“to love Jesus the best that i can.”
they’re standing upfront, her boys, dressed in khakis and plaid. the one with the beard is going to Honduras to clean up drinking water and sing in spanish and speak sermons, the other, in plastic rims, to climb Himalayan mountains to deliver the gospel to villages that can be reached no other way.
someone once asked these boys, when they were young, what they wanted to do when they grew up, and they said, “to love Jesus the best that i can.”
i rest hand on curve of my womb where a boy kicks unseen, and below in nursery, another eats crackers and wheels trucks and i need to learn from this mother. i see the back of her head. she sits beside them now in the pew, and i see her lean towards the one with the beard, the one who has her eyes, and they talk.

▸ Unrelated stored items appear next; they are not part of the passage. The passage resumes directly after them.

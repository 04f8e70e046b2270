//! # pgcompare
//!
//! Cross-platform database reconciliation engine.
//!
//! Reconciles the contents of two relational tables, a source and a
//! target that may live on heterogeneous engines (Postgres, Oracle,
//! MySQL/MariaDB, SQL Server, DB2), by computing content-addressed row
//! fingerprints on each side in parallel, staging them in a neutral
//! Postgres repository, and classifying every row by set-difference SQL:
//!
//! - **equal**: pk and column hashes match on both sides
//! - **not_equal**: same pk, different column hash
//! - **missing_source / missing_target**: pk present on one side only
//!
//! A second *check* pass re-reads previously out-of-sync rows on both
//! sides to confirm or clear each finding.
//!
//! ## Example
//!
//! ```rust,no_run
//! use pgcompare::{Config, Reconciler, RepoPool, RunFilter, RunMode};
//! use std::sync::Arc;
//! use tokio_util::sync::CancellationToken;
//!
//! #[tokio::main]
//! async fn main() -> pgcompare::Result<()> {
//!     let config = Arc::new(Config::load("pgcompare.properties")?);
//!     config.validate(true)?;
//!     let repo = RepoPool::connect(&config.repo, 16).await?;
//!     let reconciler = Reconciler::new(Arc::clone(&config), repo, CancellationToken::new());
//!     let summary = reconciler.run(RunMode::Compare, &RunFilter::default()).await?;
//!     println!("out of sync rows: {}", summary.out_of_sync());
//!     Ok(())
//! }
//! ```

pub mod cast;
pub mod config;
pub mod dialect;
pub mod discover;
pub mod driver;
pub mod error;
pub mod mapping;
pub mod model;
pub mod recon;
pub mod repo;
pub mod report;

// Re-exports for convenient access
pub use cast::{CastNotation, CastOptions, HashMethod};
pub use config::{Config, DbConfig};
pub use dialect::Platform;
pub use error::{CompareError, Result};
pub use mapping::{CompiledSide, CompiledTable};
pub use model::{
    CompareCounts, Finding, FindingStatus, RecheckOutcome, RecheckSummary, RowFingerprint,
    RunMode, RunSummary, Side, TableEntry, TableMap, TableResult, TableStatus,
};
pub use recon::{RunFilter, Reconciler};
pub use repo::RepoPool;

aiden is turning 18 months and his check-up is soon and they’ll ask if he can speak the required eight words and i want to cry for all of his effort, for all of the questions he asks in baby language, for the way he points to pictures when i ask him to and for the silence he returns when i beg him to speak actual words. it’s a hard silence, the kind that tells me he’s struggling, even as he wraps his arms around my neck or kisses me on the lips, but all that comes out is a jumble of sounds.
i didn’t speak until i was four. i tell myself this over and over but a mother’s worries are endless until i’m sitting there in church, staring up front at these two boys whose only desire is to know Jesus, and the vocabulary fades.
home now from church, and i whisper to him, “you’re perfect, just as you are” and he holds onto me like a life preserver and i am the one now, without voice.
and all i care about is the faith forming mustard-seed inside of him. that he might listen, that he might hear the call of God, and scale mountains to share the gospel … the Word… even if he does it all in silence.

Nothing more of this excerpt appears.